Il le stimule, le console, l’endurcit, fait le camion de pompier avec sa cuillère pour le faire manger et le rattrape 120 fois d’affilée dans la piscine quand il saute depuis le bord, parce que ça l’éclate. Et il me dit, pourtant, qu’il a moins de patience que moi…

Il lève la voix parfois mais pardonne tout aussi vite. Ils sont copains, associés, partenaires. Dans les bras de son père, Ezra joue au bonhomme, il veut impressionner, marquer des points, montrer qu’il se débrouille, faire preuve d’indépendance. Et pendant qu’il grandit et s’autonomise sous le regard encourageant et serein de son père, j’ai le coeur tout mou. C’est beau de les voir côte à côte et d’imaginer les années à venir, les parties de ballon, les promenades en vélo, les questions qu’Ezra voudra poser à papa et pas à moi et les réponses et les mots justes que mon mec devra trouver pour satisfaire ses attentes.

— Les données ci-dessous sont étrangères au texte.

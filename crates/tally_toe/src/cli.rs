//! Command-line interface for tally_toe.

use clap::{Parser, Subcommand};
use std::path::PathBuf;

/// Tally Toe - Blue vs Red tic-tac-toe with scores that stick around
#[derive(Parser, Debug)]
#[command(name = "tally_toe")]
#[command(about = "Two-player tic-tac-toe with persistent scores", long_about = None)]
#[command(version)]
pub struct Cli {
    /// Path to a TOML config file (defaults to ./tally_toe.toml if present)
    #[arg(long, global = true)]
    pub config: Option<PathBuf>,

    /// Score database path, overriding config and environment
    #[arg(long, global = true)]
    pub db_path: Option<String>,

    /// Subcommand to run (defaults to `play`)
    #[command(subcommand)]
    pub command: Option<Command>,
}

/// Available commands
#[derive(Subcommand, Debug, Clone, PartialEq, Eq)]
pub enum Command {
    /// Play in the terminal UI
    Play,

    /// Print the stored scores
    Scores {
        /// Print as JSON
        #[arg(long)]
        json: bool,
    },

    /// Apply cell indices (0-8) in order and print the result
    Replay {
        /// Cell indices, Blue moves first
        #[arg(required = true)]
        moves: Vec<usize>,

        /// Print the final state as JSON
        #[arg(long)]
        json: bool,

        /// Do not write score changes to the database
        #[arg(long)]
        no_persist: bool,
    },
}

impl Cli {
    /// The command to run, `play` when none was given.
    pub fn command(&self) -> Command {
        self.command.clone().unwrap_or(Command::Play)
    }
}
//! Keyboard handling.

use crossterm::event::{KeyCode, KeyEvent, KeyEventKind, KeyModifiers};
use tally_toe_core::Position;

/// What a key press asks the app to do.
#[derive(Debug, Clone, Copy, PartialEq, Eq)]
pub enum Action {
    /// Move the cursor to a new cell.
    MoveCursor(Position),
    /// Select the cell at the given position.
    Select(Position),
    /// Start a new game.
    Reset,
    /// Leave the app.
    Quit,
    /// Nothing to do.
    None,
}

/// Moves cursor based on arrow keys. Stops at the board edges.
pub fn move_cursor(cursor: Position, key: KeyCode) -> Position {
    let (row, col) = (cursor.row(), cursor.col());
    let target = match key {
        KeyCode::Up => row.checked_sub(1).and_then(|r| Position::at(r, col)),
        KeyCode::Down => Position::at(row + 1, col),
        KeyCode::Left => col.checked_sub(1).and_then(|c| Position::at(row, c)),
        KeyCode::Right => Position::at(row, col + 1),
        _ => None,
    };
    target.unwrap_or(cursor)
}

/// Maps a key event to an action given the current cursor.
pub fn action_for(event: KeyEvent, cursor: Position) -> Action {
    if event.kind != KeyEventKind::Press {
        return Action::None;
    }
    match event.code {
        KeyCode::Char('c') if event.modifiers.contains(KeyModifiers::CONTROL) => Action::Quit,
        KeyCode::Char('q') | KeyCode::Esc => Action::Quit,
        KeyCode::Char('r') => Action::Reset,
        KeyCode::Enter | KeyCode::Char(' ') => Action::Select(cursor),
        KeyCode::Char(c @ '1'..='9') => {
            let index = c as usize - '1' as usize;
            Position::from_index(index).map_or(Action::None, Action::Select)
        }
        code @ (KeyCode::Up | KeyCode::Down | KeyCode::Left | KeyCode::Right) => {
            Action::MoveCursor(move_cursor(cursor, code))
        }
        _ => Action::None,
    }
}
//! Named board positions.

use derive_more::{Display, Error};
use serde::{Deserialize, Serialize};
use tracing::instrument;

/// A position on the board (0-8, row-major).
#[derive(Debug, Clone, Copy, PartialEq, Eq, Hash, Serialize, Deserialize, strum::EnumIter)]
pub enum Position {
    /// Top-left (index 0)
    TopLeft,
    /// Top-center (index 1)
    TopCenter,
    /// Top-right (index 2)
    TopRight,
    /// Middle-left (index 3)
    MiddleLeft,
    /// Center (index 4)
    Center,
    /// Middle-right (index 5)
    MiddleRight,
    /// Bottom-left (index 6)
    BottomLeft,
    /// Bottom-center (index 7)
    BottomCenter,
    /// Bottom-right (index 8)
    BottomRight,
}

/// Index outside the 0-8 board range.
#[derive(Debug, Clone, Copy, PartialEq, Eq, Display, Error)]
#[display("Position {} is out of bounds (must be 0-8)", index)]
pub struct PositionError {
    /// The rejected index.
    pub index: usize,
}

impl Position {
    /// All 9 positions in index order.
    pub const ALL: [Position; 9] = [
        Position::TopLeft,
        Position::TopCenter,
        Position::TopRight,
        Position::MiddleLeft,
        Position::Center,
        Position::MiddleRight,
        Position::BottomLeft,
        Position::BottomCenter,
        Position::BottomRight,
    ];

    /// Label for display.
    pub fn label(self) -> &'static str {
        match self {
            Position::TopLeft => "Top-left",
            Position::TopCenter => "Top-center",
            Position::TopRight => "Top-right",
            Position::MiddleLeft => "Middle-left",
            Position::Center => "Center",
            Position::MiddleRight => "Middle-right",
            Position::BottomLeft => "Bottom-left",
            Position::BottomCenter => "Bottom-center",
            Position::BottomRight => "Bottom-right",
        }
    }

    /// Converts position to board index (0-8).
    pub fn to_index(self) -> usize {
        self as usize
    }

    /// Creates position from board index.
    #[instrument]
    pub fn from_index(index: usize) -> Option<Self> {
        Self::ALL.get(index).copied()
    }

    /// Row (0-2) of this position.
    pub fn row(self) -> usize {
        self.to_index() / 3
    }

    /// Column (0-2) of this position.
    pub fn col(self) -> usize {
        self.to_index() % 3
    }

    /// Position at the given row and column, if both are in 0-2.
    pub fn at(row: usize, col: usize) -> Option<Self> {
        if row < 3 && col < 3 {
            Self::from_index(row * 3 + col)
        } else {
            None
        }
    }
}

impl TryFrom<usize> for Position {
    type Error = PositionError;

    fn try_from(index: usize) -> Result<Self, Self::Error> {
        Self::from_index(index).ok_or(PositionError { index })
    }
}

impl std::fmt::Display for Position {
    fn fmt(&self, f: &mut std::fmt::Formatter<'_>) -> std::fmt::Result {
        write!(f, "{}", self.label())
    }
}
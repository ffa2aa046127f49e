//! Tally Toe - Blue vs Red tic-tac-toe with persistent scores.

use anyhow::{Context, Result};
use clap::Parser;
use tally_toe::{
    AppConfig, Cli, Command, SqliteScoreStore, init_file, init_stderr, print_report,
    print_scores, replay, replay_detached, tui,
};
use tracing::info;

fn main() -> Result<()> {
    // Load .env file
    dotenvy::dotenv().ok();

    let cli = Cli::parse();
    let config = AppConfig::load(cli.config.as_deref(), cli.db_path.clone())?;
    let command = cli.command();

    if command == Command::Play {
        init_file(config.log_file(), config.log_filter())?;
    } else {
        init_stderr(config.log_filter());
    }
    info!(?command, db_path = %config.db_path(), "Starting tally_toe");

    let mut store = SqliteScoreStore::open(config.db_path())
        .with_context(|| format!("Failed to open score database {}", config.db_path()))?;

    match command {
        Command::Play => tui::run(store),
        Command::Scores { json } => print_scores(&mut store, json, &mut std::io::stdout().lock()),
        Command::Replay {
            moves,
            json,
            no_persist,
        } => {
            let report = if no_persist {
                replay_detached(&mut store, &moves)
            } else {
                replay(store, &moves)
            };
            print_report(&report, json, &mut std::io::stdout().lock())
        }
    }
}
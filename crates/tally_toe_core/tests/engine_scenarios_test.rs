//! Scenario tests for the game engine.

use std::cell::RefCell;
use std::rc::Rc;

use tally_toe_core::{
    BLUE_SCORE_KEY, Cell, GameEngine, GameState, IgnoreReason, MemoryStore, Outcome, Player,
    Position, RED_SCORE_KEY, ScoreStore, Selection,
};

/// Presenter that keeps every snapshot it receives.
fn recorder() -> (Rc<RefCell<Vec<GameState>>>, impl FnMut(&GameState)) {
    let frames = Rc::new(RefCell::new(Vec::new()));
    let sink = Rc::clone(&frames);
    (frames, move |state: &GameState| {
        sink.borrow_mut().push(state.clone())
    })
}

fn play<S: ScoreStore, P: tally_toe_core::Presenter>(
    engine: &mut GameEngine<S, P>,
    moves: &[usize],
) {
    for &index in moves {
        assert!(
            engine.cell_selected(index).is_accepted(),
            "move {} should be accepted",
            index
        );
    }
}

#[test]
fn test_blue_wins_column_scenario() {
    let mut store = MemoryStore::new();
    let mut engine = GameEngine::initialize(&mut store, |_: &GameState| {});

    play(&mut engine, &[0, 1, 3, 4]);
    assert_eq!(engine.state().outcome(), Outcome::InProgress);
    assert_eq!(
        engine.cell_selected(6),
        Selection::Accepted(Outcome::BlueWins)
    );

    let board = engine.state().board();
    assert_eq!(board.get(Position::TopLeft), Cell::Blue);
    assert_eq!(board.get(Position::MiddleLeft), Cell::Blue);
    assert_eq!(board.get(Position::BottomLeft), Cell::Blue);
    assert_eq!(engine.state().scores().blue(), 1);
    assert_eq!(engine.state().scores().red(), 0);

    drop(engine);
    assert_eq!(store.peek(BLUE_SCORE_KEY), Some("1"));
    assert_eq!(store.peek(RED_SCORE_KEY), None);
}

#[test]
fn test_red_wins_row_scenario() {
    let mut engine = GameEngine::initialize(
        MemoryStore::with_entries([(RED_SCORE_KEY, "4")]),
        |_: &GameState| {},
    );
    // Blue: 0, 1, 8  Red: 3, 4, 5
    play(&mut engine, &[0, 3, 1, 4, 8, 5]);
    assert_eq!(engine.state().outcome(), Outcome::RedWins);
    assert_eq!(engine.state().scores().red(), 5);

    let (store, _) = engine.into_parts();
    assert_eq!(store.peek(RED_SCORE_KEY), Some("5"));
    assert_eq!(store.peek(BLUE_SCORE_KEY), None);
}

#[test]
fn test_draw_scenario_leaves_scores() {
    let store = MemoryStore::with_entries([(BLUE_SCORE_KEY, "2"), (RED_SCORE_KEY, "3")]);
    let mut engine = GameEngine::initialize(store.clone(), |_: &GameState| {});

    // Final board: X O X / X O O / O X X
    play(&mut engine, &[0, 1, 2, 4, 3, 5, 7, 6, 8]);
    assert_eq!(engine.state().outcome(), Outcome::Draw);
    assert_eq!(engine.state().scores().blue(), 2);
    assert_eq!(engine.state().scores().red(), 3);

    let (after, _) = engine.into_parts();
    assert_eq!(after, store, "draw must not write to the store");
}

#[test]
fn test_occupied_cell_is_noop() {
    let (frames, presenter) = recorder();
    let mut engine = GameEngine::initialize(MemoryStore::new(), presenter);

    engine.cell_selected(4);
    let before = engine.snapshot();
    assert_eq!(
        engine.cell_selected(4),
        Selection::Ignored(IgnoreReason::Occupied(Position::Center))
    );
    assert_eq!(engine.state(), &before);
    assert_eq!(engine.state().turn(), Player::Red);
    // initialize + one accepted move
    assert_eq!(frames.borrow().len(), 2);
}

#[test]
fn test_move_after_win_is_noop() {
    let mut engine = GameEngine::initialize(MemoryStore::new(), |_: &GameState| {});
    play(&mut engine, &[0, 1, 3, 4, 6]);
    let before = engine.snapshot();

    assert_eq!(
        engine.cell_selected(2),
        Selection::Ignored(IgnoreReason::GameOver)
    );
    assert_eq!(
        engine.cell_selected(0),
        Selection::Ignored(IgnoreReason::GameOver)
    );
    assert_eq!(engine.state(), &before);
}

#[test]
fn test_out_of_range_is_noop() {
    let (frames, presenter) = recorder();
    let mut engine = GameEngine::initialize(MemoryStore::new(), presenter);
    assert!(!engine.cell_selected(9).is_accepted());
    assert!(!engine.cell_selected(usize::MAX).is_accepted());
    assert_eq!(engine.state(), &GameState::default());
    assert_eq!(frames.borrow().len(), 1);
}

#[test]
fn test_reset_is_idempotent_and_keeps_scores() {
    let (frames, presenter) = recorder();
    let mut engine = GameEngine::initialize(MemoryStore::new(), presenter);
    play(&mut engine, &[0, 1, 3, 4, 6]);

    engine.reset();
    let once = engine.snapshot();
    engine.reset();
    assert_eq!(engine.state(), &once);

    assert_eq!(once.turn(), Player::Blue);
    assert_eq!(once.outcome(), Outcome::InProgress);
    assert!(once.board().cells().iter().all(|c| c.is_empty()));
    assert_eq!(once.scores().blue(), 1);

    // initialize + 5 moves + 2 resets
    assert_eq!(frames.borrow().len(), 8);
    assert_eq!(frames.borrow().last(), Some(&once));
}

#[test]
fn test_presenter_sees_initial_state() {
    let (frames, presenter) = recorder();
    let _engine = GameEngine::initialize(
        MemoryStore::with_entries([(BLUE_SCORE_KEY, "9")]),
        presenter,
    );
    let frames = frames.borrow();
    assert_eq!(frames.len(), 1);
    assert_eq!(frames[0].scores().blue(), 9);
    assert_eq!(frames[0].status_line(), "Next player: Blue");
}

#[test]
fn test_score_persists_across_sessions() {
    let mut store = MemoryStore::new();

    {
        let mut engine = GameEngine::initialize(&mut store, |_: &GameState| {});
        play(&mut engine, &[0, 1, 3, 4, 6]);
        engine.reset();
        play(&mut engine, &[2, 0, 5, 1, 8]);
        assert_eq!(engine.state().scores().blue(), 2);
    }
    assert_eq!(store.get(BLUE_SCORE_KEY).unwrap().as_deref(), Some("2"));

    let engine = GameEngine::initialize(&mut store, |_: &GameState| {});
    assert_eq!(engine.state().scores().blue(), 2);
    assert_eq!(engine.state().scores().red(), 0);
}

#[test]
fn test_corrupt_scores_default_to_zero() {
    let store = MemoryStore::with_entries([(BLUE_SCORE_KEY, "lots"), (RED_SCORE_KEY, "")]);
    let mut engine = GameEngine::initialize(store, |_: &GameState| {});
    assert_eq!(engine.state().scores().blue(), 0);
    assert_eq!(engine.state().scores().red(), 0);

    play(&mut engine, &[0, 1, 3, 4, 6]);
    let (store, _) = engine.into_parts();
    assert_eq!(store.peek(BLUE_SCORE_KEY), Some("1"));
}

#[test]
fn test_snapshot_serializes() {
    let mut engine = GameEngine::initialize(MemoryStore::new(), |_: &GameState| {});
    engine.select(Position::Center);
    let json = serde_json::to_value(engine.state()).expect("serialize");
    assert_eq!(json["turn"], "Red");
    assert_eq!(json["outcome"], "InProgress");
    assert_eq!(json["board"]["cells"][4], "Blue");
    assert_eq!(json["scores"]["blue"], 0);
}

#[test]
fn test_scores_with_trailing_text_keep_leading_digits() {
    let store = MemoryStore::with_entries([(BLUE_SCORE_KEY, "12abc"), (RED_SCORE_KEY, "3.7")]);
    let mut engine = GameEngine::initialize(store, |_: &GameState| {});
    assert_eq!(engine.state().scores().blue(), 12);
    assert_eq!(engine.state().scores().red(), 3);

    play(&mut engine, &[0, 1, 3, 4, 6]);
    let (store, _) = engine.into_parts();
    assert_eq!(store.peek(BLUE_SCORE_KEY), Some("13"));
    assert_eq!(store.peek(RED_SCORE_KEY), Some("3.7"));
}

/// Store whose backend is unreachable: every read and write fails.
#[derive(Debug, Default)]
struct OfflineStore {
    reads: usize,
    writes: usize,
}

#[derive(Debug, derive_more::Display, derive_more::Error)]
#[display("score store offline")]
struct StoreOffline;

impl ScoreStore for OfflineStore {
    type Error = StoreOffline;

    fn get(&mut self, _key: &str) -> Result<Option<String>, StoreOffline> {
        self.reads += 1;
        Err(StoreOffline)
    }

    fn set(&mut self, _key: &str, _value: &str) -> Result<(), StoreOffline> {
        self.writes += 1;
        Err(StoreOffline)
    }
}

#[test]
fn test_unreadable_store_starts_at_zero() {
    let (frames, presenter) = recorder();
    let engine = GameEngine::initialize(OfflineStore::default(), presenter);
    assert_eq!(engine.state().scores().blue(), 0);
    assert_eq!(engine.state().scores().red(), 0);
    assert_eq!(frames.borrow().len(), 1);

    let (store, _) = engine.into_parts();
    assert_eq!(store.reads, 2);
}

#[test]
fn test_failed_score_write_keeps_in_memory_win() {
    let mut engine = GameEngine::initialize(OfflineStore::default(), |_: &GameState| {});
    play(&mut engine, &[0, 1, 3, 4]);
    assert_eq!(
        engine.cell_selected(6),
        Selection::Accepted(Outcome::BlueWins)
    );
    assert_eq!(engine.state().scores().blue(), 1);
    assert_eq!(engine.state().scores().red(), 0);

    // The next game still counts on top of the unsaved win.
    engine.reset();
    assert_eq!(engine.state().scores().blue(), 1);
    play(&mut engine, &[2, 0, 5, 1, 8]);
    assert_eq!(engine.state().scores().blue(), 2);

    let (store, _) = engine.into_parts();
    assert_eq!(store.writes, 2);
}
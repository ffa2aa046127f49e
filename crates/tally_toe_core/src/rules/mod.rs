//! Game rules for tic-tac-toe.
//!
//! Pure functions over a [`Board`]. The engine calls [`evaluate`] exactly
//! once per accepted move; nothing re-derives the outcome at render time.

mod draw;
mod win;

pub use draw::is_full;
pub use win::{LINES, check_winner};

use crate::{Board, Outcome};
use tracing::instrument;

/// Evaluates the board: first completed line wins, else a full board draws.
#[instrument(skip(board))]
pub fn evaluate(board: &Board) -> Outcome {
    if let Some(winner) = check_winner(board) {
        Outcome::win_for(winner)
    } else if is_full(board) {
        Outcome::Draw
    } else {
        Outcome::InProgress
    }
}

#[cfg(test)]
mod tests {
    use super::*;
    use crate::{Cell, Position};

    fn board_from(cells: [Cell; 9]) -> Board {
        let mut board = Board::new();
        for (pos, cell) in Position::ALL.into_iter().zip(cells) {
            board.set(pos, cell);
        }
        board
    }

    #[test]
    fn test_evaluate_empty_in_progress() {
        assert_eq!(evaluate(&Board::new()), Outcome::InProgress);
    }

    #[test]
    fn test_evaluate_red_column() {
        use Cell::{Blue as B, Empty as E, Red as R};
        let board = board_from([B, R, B, E, R, E, B, R, E]);
        assert_eq!(evaluate(&board), Outcome::RedWins);
    }

    #[test]
    fn test_evaluate_draw() {
        use Cell::{Blue as B, Red as R};
        let board = board_from([B, R, B, B, R, R, R, B, B]);
        assert_eq!(evaluate(&board), Outcome::Draw);
    }

    #[test]
    fn test_win_on_full_board_is_not_draw() {
        use Cell::{Blue as B, Red as R};
        let board = board_from([B, R, B, R, B, R, R, B, B]);
        assert_eq!(evaluate(&board), Outcome::BlueWins);
    }
}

Je ne sais pas le trio qu’on aurait formé si on avait eu une fille. Je pense que son père l’aurait couvée et que ça m’aurait peut-être énervée, que c’est moi alors qui l’aurait un peu poussée dans le dos pour qu’elle apprenne à s’en sortir dans ce monde toujours trop masculin. Je ne sais pas si on aura un deuxième enfant mais si un jour, j’ai une fille, mon fils m’aura appris à être une bonne mère pour elle, à m’équilibrer, à comprendre et apprécier le lien particulier qui l’unirait à son père. En attendant, je constate que ce lien, s’il est différent, n’est pas moins fort entre un papa et son petit garçon. Mon mari le sait aussi désormais…

Et chez vous, ça se passe comment? Quelle relation a votre conjoint avec vos enfants, selon leur genre? Ca m’intéresse…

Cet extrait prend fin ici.